* **Exercise directions**: From the first line of the data below, copy each line up to the one containing "# Core Concepts", and include that line too.

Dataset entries
----

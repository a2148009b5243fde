//! Graph construction and execution primitives for dagnet (Layer 2).
//!
//! `dagnet_graph` assembles [units](dagnet_unit::Unit) into a directed
//! acyclic graph of named nodes and runs the whole assembly as one callable
//! with a fixed ordered set of inputs and outputs.
//!
//! # Core Concepts
//!
//! - [`OrderedDiGraph`](digraph::OrderedDiGraph) - Insertion-ordered directed graph container
//! - [`Graph`] - Node registry and structural validator with a builder API
//! - [`GraphExecutor`] - Topological execution engine
//! - [`Payloads`](payload::Payloads) - Per-edge values of one forward pass
//! - [`HooksAPI`](hooks::HooksAPI) - Lifecycle observers
//!
//! # Example
//!
//! ```
//! use dagnet_graph::Graph;
//! use dagnet_unit::Output;
//!
//! fn double(inputs: Vec<i32>) -> Output<i32> {
//!     Output::Single(inputs[0] * 2)
//! }
//!
//! let mut graph = Graph::<i32>::new();
//! graph
//!     .add_input_node("x")?
//!     .add_node("a", double, &["x"])?
//!     .add_node("b", double, &["x"])?
//!     .add_output_node("y", &["a", "b"])?;
//!
//! let result = graph.forward(vec![2])?;
//! assert_eq!(result.into_single(), Some(Output::Many(vec![4, 4])));
//! # Ok::<(), Box<dyn std::error::Error>>(())
//! ```
//!
//! # Architecture
//!
//! - **Layer 1** (`dagnet_unit`): the unit contract (Unit, Output, `IntoUnit`)
//! - **Layer 2** (`dagnet_graph`): graph construction and execution (this crate)
//! - **Layer 3** (`dagnet_core_plugins`): tracing setup and event logging

/// Insertion-ordered directed graph container.
pub mod digraph;

/// Edge identifiers and records.
pub mod edge;

/// Forward-pass execution engine.
pub mod executor;

/// Node registry, builder API and structural validation.
pub mod graph;

/// Lifecycle hooks for forward passes.
pub mod hooks;

/// Node identifiers, roles and attributes.
pub mod node;

/// Per-edge payload storage.
pub mod payload;

/// Re-export all common types for easy access.
pub mod prelude {
    pub use crate::digraph::OrderedDiGraph;
    pub use crate::edge::{Edge, EdgeId};
    pub use crate::executor::{ExecutionError, GraphExecutor};
    pub use crate::graph::{Graph, ValidationError};
    pub use crate::hooks::{EventKind, GraphEvent, HookRegistrationError, HooksAPI};
    pub use crate::node::{GraphNode, NodeId, Role};
    pub use crate::payload::Payloads;
}

// Re-export key types at crate root for convenience
pub use executor::{ExecutionError, GraphExecutor};
pub use graph::{Graph, ValidationError};
pub use node::{NodeId, Role};
pub use payload::Payloads;
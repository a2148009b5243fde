//! Lifecycle events emitted during a forward pass.
//!
//! All hooks receive `&GraphEvent` and match on variants for typed access.
//!
//! # Example
//!
//! ```
//! use dagnet_graph::hooks::events::GraphEvent;
//!
//! fn handle_event(event: &GraphEvent<'_>) {
//!     match event {
//!         GraphEvent::NodeStart { node_name, unit_name, .. } => {
//!             println!("running {node_name} ({unit_name})");
//!         }
//!         GraphEvent::GraphComplete { duration, .. } => {
//!             println!("forward pass took {duration:?}");
//!         }
//!         _ => {}
//!     }
//! }
//! ```

use core::time::Duration;

use crate::executor::ExecutionError;
use crate::node::NodeId;

/// Identifies one [`GraphEvent`] variant, used to choose which events a hook
/// receives.
#[derive(Debug, Clone, Copy, PartialEq, Eq, Hash)]
pub enum EventKind {
    /// See [`GraphEvent::GraphStart`].
    GraphStart,
    /// See [`GraphEvent::GraphComplete`].
    GraphComplete,
    /// See [`GraphEvent::GraphFailure`].
    GraphFailure,
    /// See [`GraphEvent::NodeStart`].
    NodeStart,
    /// See [`GraphEvent::NodeComplete`].
    NodeComplete,
}

impl EventKind {
    /// Every event kind.
    pub const ALL: [EventKind; 5] = [
        EventKind::GraphStart,
        EventKind::GraphComplete,
        EventKind::GraphFailure,
        EventKind::NodeStart,
        EventKind::NodeComplete,
    ];

    /// Graph-level event kinds.
    pub const GRAPH: [EventKind; 3] = [
        EventKind::GraphStart,
        EventKind::GraphComplete,
        EventKind::GraphFailure,
    ];

    /// Node-level event kinds.
    pub const NODE: [EventKind; 2] = [EventKind::NodeStart, EventKind::NodeComplete];
}

/// Unified event enum for all forward-pass hooks.
#[derive(Debug, Clone, Copy)]
pub enum GraphEvent<'a> {
    // ─────────────────────────────────────────────────────────────────────────
    // Graph-Level Events
    // ─────────────────────────────────────────────────────────────────────────
    /// Emitted before validation, when a forward pass is entered.
    GraphStart {
        /// Number of positional inputs supplied by the caller.
        input_count: usize,
        /// Number of nodes in the graph.
        node_count: usize,
    },

    /// Emitted after the outputs have been drained.
    GraphComplete {
        /// Number of nodes whose unit ran, input nodes included.
        nodes_executed: usize,
        /// Total forward-pass duration.
        duration: Duration,
    },

    /// Emitted when a forward pass fails. Payloads are already cleared.
    GraphFailure {
        /// The error returned to the caller.
        error: &'a ExecutionError,
    },

    // ─────────────────────────────────────────────────────────────────────────
    // Node Events
    // ─────────────────────────────────────────────────────────────────────────
    /// Emitted before a node's unit runs.
    NodeStart {
        /// The node's ID.
        node_id: NodeId,
        /// The node's name.
        node_name: &'a str,
        /// The attached unit's name.
        unit_name: &'static str,
    },

    /// Emitted after a node's outputs have been written to its out-edges.
    NodeComplete {
        /// The node's ID.
        node_id: NodeId,
        /// The node's name.
        node_name: &'a str,
        /// Number of values the unit produced.
        produced: usize,
        /// Whether a single value was replicated onto several out-edges.
        broadcast: bool,
        /// How long the unit took to run.
        duration: Duration,
    },
}

impl GraphEvent<'_> {
    /// Returns this event's kind.
    #[must_use]
    pub fn kind(&self) -> EventKind {
        match self {
            GraphEvent::GraphStart { .. } => EventKind::GraphStart,
            GraphEvent::GraphComplete { .. } => EventKind::GraphComplete,
            GraphEvent::GraphFailure { .. } => EventKind::GraphFailure,
            GraphEvent::NodeStart { .. } => EventKind::NodeStart,
            GraphEvent::NodeComplete { .. } => EventKind::NodeComplete,
        }
    }

    /// Returns the node name for node-level events.
    #[must_use]
    pub fn node_name(&self) -> Option<&str> {
        match self {
            GraphEvent::NodeStart { node_name, .. } | GraphEvent::NodeComplete { node_name, .. } => {
                Some(node_name)
            }
            _ => None,
        }
    }
}
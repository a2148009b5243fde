//! The result shape produced by units and by whole graphs.

use core::slice;

/// One value, or an ordered sequence of values.
///
/// Units return an `Output` so that a single-result unit does not have to wrap
/// its value in a one-element vector. The graph normalizes every result with
/// [`into_vec`](Self::into_vec) before routing it along out-edges.
#[derive(Debug, Clone, PartialEq, Eq, Hash)]
pub enum Output<T> {
    /// A single value.
    Single(T),
    /// An ordered sequence of values.
    Many(Vec<T>),
}

impl<T> Output<T> {
    /// Builds an output from a vector, collapsing a one-element vector into
    /// [`Output::Single`].
    #[must_use]
    pub fn from_vec(mut values: Vec<T>) -> Self {
        if values.len() == 1
            && let Some(value) = values.pop()
        {
            return Output::Single(value);
        }
        Output::Many(values)
    }

    /// Normalizes into an ordered sequence. `Single` becomes a one-element vector.
    #[must_use]
    pub fn into_vec(self) -> Vec<T> {
        match self {
            Output::Single(value) => vec![value],
            Output::Many(values) => values,
        }
    }

    /// Returns the number of values carried.
    #[must_use]
    pub fn len(&self) -> usize {
        match self {
            Output::Single(_) => 1,
            Output::Many(values) => values.len(),
        }
    }

    /// Returns true if this is an empty `Many`.
    #[must_use]
    pub fn is_empty(&self) -> bool {
        self.len() == 0
    }

    /// Returns true if this is [`Output::Single`].
    #[must_use]
    pub fn is_single(&self) -> bool {
        matches!(self, Output::Single(_))
    }

    /// Returns the value if this is [`Output::Single`].
    #[must_use]
    pub fn as_single(&self) -> Option<&T> {
        match self {
            Output::Single(value) => Some(value),
            Output::Many(_) => None,
        }
    }

    /// Consumes the output, returning the value if this is [`Output::Single`].
    #[must_use]
    pub fn into_single(self) -> Option<T> {
        match self {
            Output::Single(value) => Some(value),
            Output::Many(_) => None,
        }
    }

    /// Returns the values as a slice.
    #[must_use]
    pub fn as_slice(&self) -> &[T] {
        match self {
            Output::Single(value) => slice::from_ref(value),
            Output::Many(values) => values,
        }
    }

    /// Iterates over the carried values in order.
    pub fn iter(&self) -> slice::Iter<'_, T> {
        self.as_slice().iter()
    }

    /// Applies `f` to every value, preserving the shape.
    #[must_use]
    pub fn map<U>(self, mut f: impl FnMut(T) -> U) -> Output<U> {
        match self {
            Output::Single(value) => Output::Single(f(value)),
            Output::Many(values) => Output::Many(values.into_iter().map(f).collect()),
        }
    }
}

impl<T> Output<Output<T>> {
    /// Concatenates nested outputs into one flat output, in order.
    ///
    /// The result is collapsed with [`Output::from_vec`], so a nested output
    /// holding exactly one value flattens to `Single`.
    #[must_use]
    pub fn flatten(self) -> Output<T> {
        Output::from_vec(self.into_vec().into_iter().flat_map(Output::into_vec).collect())
    }
}

impl<T> IntoIterator for Output<T> {
    type Item = T;
    type IntoIter = std::vec::IntoIter<T>;

    fn into_iter(self) -> Self::IntoIter {
        self.into_vec().into_iter()
    }
}

impl<'a, T> IntoIterator for &'a Output<T> {
    type Item = &'a T;
    type IntoIter = slice::Iter<'a, T>;

    fn into_iter(self) -> Self::IntoIter {
        self.iter()
    }
}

----

* **Completed exercise**:
repository a2148009b5243fde
//! Graph construction and execution primitives for dagnet (Layer 2).
//!
//! `dagnet_graph` assembles [units](dagnet_unit::Unit) into a directed
//! acyclic graph of named nodes and runs the whole assembly as one callable
//! with a fixed ordered set of inputs and outputs.
//!
//! # Core Concepts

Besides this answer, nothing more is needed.